Елена Александровна поспешно вскочила с кровати, суетливо пряча в пакет кусок сладкого яблока марки «фудзи». Кешка прорентгенил моё бренное тело шалым взглядом, а я без зазрения совести сдёрнул простыню-покрывало и аккуратно свернул больничную тряпку у него в ногах. На мгновение от взгляда на «красавца» перехватило дыхание. Кешка был такой худой, бледный, растрёпанный, а глазищи… Эти серые колодцы смотрели на меня со странной смесью целящегося снайпера и щенка, жаждущего ласки и понимания. В моих глазах что-то подозрительно защипало, вытягивая наружу ворох щемящих душу чувств. Но я взял себя в руки, ноги, уши и прочие конечности. Его родители стояли рядом. Им рановато было проникать в мои чувства к их сыну. Да и вообще. Я буду не я, если Кешка спокойно воспримет заботу. Ещё решит, что его жалеют. Нет уж, отмерший мой бесёнок, такого щенка мы баловать не будем. Ты ещё станешь волкодавом, малыш.
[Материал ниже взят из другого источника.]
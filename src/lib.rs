//! Side Shooter - simulation core of a horizontally scrolling arcade shooter
//!
//! Core modules:
//! - `sim`: Deterministic simulation (entities, terrain, waves, collisions)
//! - `renderer`: Draw surface abstraction and vertex tessellation
//! - `audio`: Sound trigger collaborator with silent fallback
//! - `platform`: Per-tick input snapshots
//! - `settings`: Runtime configuration
//! - `session`: Frame driver tying the simulation to its collaborators

pub mod audio;
pub mod platform;
pub mod renderer;
pub mod session;
pub mod settings;
pub mod sim;

pub use session::Session;
pub use settings::{Settings, SettingsError};

use glam::Vec2;

/// Game configuration constants
pub mod consts {
    /// Simulation ticks per second (one tick per rendered frame)
    pub const FPS: u32 = 60;

    /// Playfield dimensions
    pub const SCREEN_WIDTH: f32 = 800.0;
    pub const SCREEN_HEIGHT: f32 = 600.0;
    /// Bullets die once they leave the screen by more than this
    pub const OFFSCREEN_MARGIN: f32 = 50.0;

    // --- Player ---
    pub const PLAYER_WIDTH: f32 = 40.0;
    pub const PLAYER_HEIGHT: f32 = 20.0;
    pub const PLAYER_START_X: f32 = 100.0;
    pub const PLAYER_START_Y: f32 = SCREEN_HEIGHT / 2.0;
    pub const PLAYER_SPEED: f32 = 5.0;
    pub const PLAYER_MAX_SPEED: f32 = 10.0;
    pub const PLAYER_MAX_LIVES: u8 = 3;
    pub const PLAYER_MAX_POWER: u8 = 5;
    /// 2 seconds of invincibility after a hit
    pub const PLAYER_INVINCIBILITY_TICKS: u32 = 2 * FPS;
    pub const PLAYER_BLINK_PERIOD: u32 = 10;
    pub const NORMAL_SHOT_DELAY: u32 = 10;
    /// 3-way shares one cooldown for all three bullets, longer than normal
    pub const THREE_WAY_SHOT_DELAY: u32 = 15;
    pub const THREE_WAY_ANGLE_DEG: f32 = 15.0;
    /// Duration of POWER and 3WAY pickups (10 seconds)
    pub const POWER_EFFECT_TICKS: u32 = 10 * FPS;
    pub const THREE_WAY_EFFECT_TICKS: u32 = 10 * FPS;
    /// Fire delay multiplier per power level above 1 (capped at 3 steps)
    pub const POWER_FIRE_RATE_STEP: f32 = 0.8;

    // --- Charge shot ---
    pub const CHARGE_LEVEL_1_TICKS: u32 = 30;
    pub const CHARGE_LEVEL_2_TICKS: u32 = 60;
    pub const CHARGE_LEVEL_3_TICKS: u32 = 90;
    pub const CHARGE_SIZE: [f32; 4] = [1.0, 1.5, 2.5, 4.0];
    pub const CHARGE_DAMAGE: [i32; 4] = [1, 2, 4, 8];
    pub const CHARGE_PIERCE: [i32; 4] = [1, 1, 2, 5];

    // --- Bullets ---
    pub const BULLET_WIDTH: f32 = 10.0;
    pub const BULLET_HEIGHT: f32 = 4.0;
    pub const BULLET_SPEED: f32 = 10.0;
    pub const BULLET_DAMAGE: i32 = 1;
    pub const ENEMY_BULLET_SIZE: f32 = 8.0;
    pub const ENEMY_BULLET_SPEED: f32 = 5.0;

    // --- Force ---
    pub const FORCE_SIZE: f32 = 30.0;
    pub const FORCE_ATTACH_DISTANCE: f32 = 20.0;
    pub const FORCE_DETACHED_SPEED: f32 = 2.0;
    pub const FORCE_SHOT_DELAY: u32 = 10;
    /// Vertical offset of the top/bottom satellites from the centre force
    pub const FORCE_SATELLITE_OFFSET: f32 = 40.0;

    // --- Enemies ---
    pub const WAVE_ENEMY_AMPLITUDE: f32 = 50.0;
    pub const WAVE_ENEMY_FREQUENCY: f32 = 0.05;
    pub const WAVE_ENEMY_AIMED_CHANCE: f64 = 0.5;
    pub const TANK_SPREAD_DEG: [f32; 3] = [-20.0, 0.0, 20.0];
    pub const TURRET_SIZE: f32 = 30.0;
    pub const TURRET_INTERVAL: [u32; 3] = [150, 120, 90];
    pub const BOSS_HOLD_X: f32 = SCREEN_WIDTH - 240.0;
    pub const BOSS_AMPLITUDE: f32 = 150.0;
    pub const BOSS_PHASE_SPEED: f32 = 0.02;
    pub const ENEMY_EXIT_MARGIN: f32 = 50.0;

    // --- Powerups ---
    pub const POWERUP_SIZE: f32 = 20.0;
    pub const POWERUP_SPEED: f32 = 1.5;
    pub const POWERUP_DROP_CHANCE: f64 = 0.2;

    // --- Explosions ---
    pub const EXPLOSION_TICKS: u32 = 30;
    pub const EXPLOSION_PARTICLES: usize = 20;

    // --- Terrain ---
    pub const TERRAIN_SCROLL_SPEED: f32 = 2.0;
    pub const TERRAIN_SEGMENT_WIDTH: f32 = 100.0;
    pub const TERRAIN_SPAWN_INTERVAL: u32 = 50;
    pub const TERRAIN_DAMAGE_COOLDOWN: u32 = FPS;
    pub const PATTERN_DURATION: [u32; 3] = [10 * FPS, 8 * FPS, 6 * FPS];
    /// Narrow-middle keeps at least this much open corridor
    pub const MIN_CORRIDOR: f32 = 150.0;
    /// A strip must be deeper than this to host a turret
    pub const TURRET_MIN_DEPTH: f32 = 80.0;
    pub const TURRET_CHANCE: [f64; 3] = [0.15, 0.25, 0.35];

    // --- Waves ---
    pub const WAVE_1_END: u64 = 60 * FPS as u64;
    pub const WAVE_2_END: u64 = 120 * FPS as u64;
    pub const WAVE_3_END: u64 = 180 * FPS as u64;
    pub const WAVE_ENEMY_COUNT: [u32; 3] = [10, 8, 10];
    pub const ENEMY_SPAWN_INTERVAL: u32 = 60;
    pub const ENEMY_SPAWN_JITTER: i32 = 20;
    pub const WAVE_3_CHARGE_CHANCE: f64 = 0.6;
    pub const WAVE_4_MAX_BOSSES: u32 = 2;
    pub const WAVE_4_BOSS_COOLDOWN: u64 = 10 * FPS as u64;
    pub const WAVE_4_BOSS_CHANCE_START: f32 = 0.001;
    pub const WAVE_4_BOSS_CHANCE_MAX: f32 = 0.01;
    pub const WAVE_4_BOSS_RAMP_TICKS: u64 = 120 * FPS as u64;

    // --- Background ---
    pub const STAR_COUNT: usize = 100;
}

/// Unit vector for an angle in degrees measured from +x, with +y pointing down
#[inline]
pub fn direction_deg(angle_deg: f32) -> Vec2 {
    let rad = angle_deg.to_radians();
    Vec2::new(rad.cos(), rad.sin())
}

/// Direction from `from` to `to` scaled to `speed`.
///
/// When `from == to` there is no direction to aim along. Rather than the
/// zero vector a unit distance would give, the shot takes a fixed default
/// direction: straight left, toward the player side of the screen.
#[inline]
pub fn aim_velocity(from: Vec2, to: Vec2, speed: f32) -> Vec2 {
    let delta = to - from;
    let dist = delta.length();
    if dist == 0.0 {
        return Vec2::NEG_X * speed;
    }
    delta / dist * speed
}

#[cfg(target_arch = "wasm32")]
mod wasm {
    use wasm_bindgen::prelude::*;

    #[wasm_bindgen(start)]
    pub fn wasm_start() {
        console_error_panic_hook::set_once();
        let _ = console_log::init_with_level(log::Level::Info);
        log::info!("Side Shooter core loaded");
    }
}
Я перевернул парня на живот и осмотрел щуплую спину, тонкую кожу на которой натянули напрягшиеся лопатки. Картину невозможно было не прокомментировать:

– Наша задача за месяц превратить суповой набор а-ля «Кощей» в нечто с мясом на рёбрышках. И начнём мы с разогревающего массажа всего тела. Слышал, Иннокентий? Всего, это значит – всего.

Если бы спина могла покраснеть, думаю, я бы получил ожог. Потому что Кешка явно понял, о чём я говорю, и вжался лицом в подушку. Но не превратился в каменную статую. «Всё-таки доверяет», – облегчённо подумал я, а вслух продолжил, уже глядя на родителей:

– И, чтобы пациент не смущался, попрошу пока покинуть палату. Мы тут будем пятнадцать минут заниматься жёстким интимом.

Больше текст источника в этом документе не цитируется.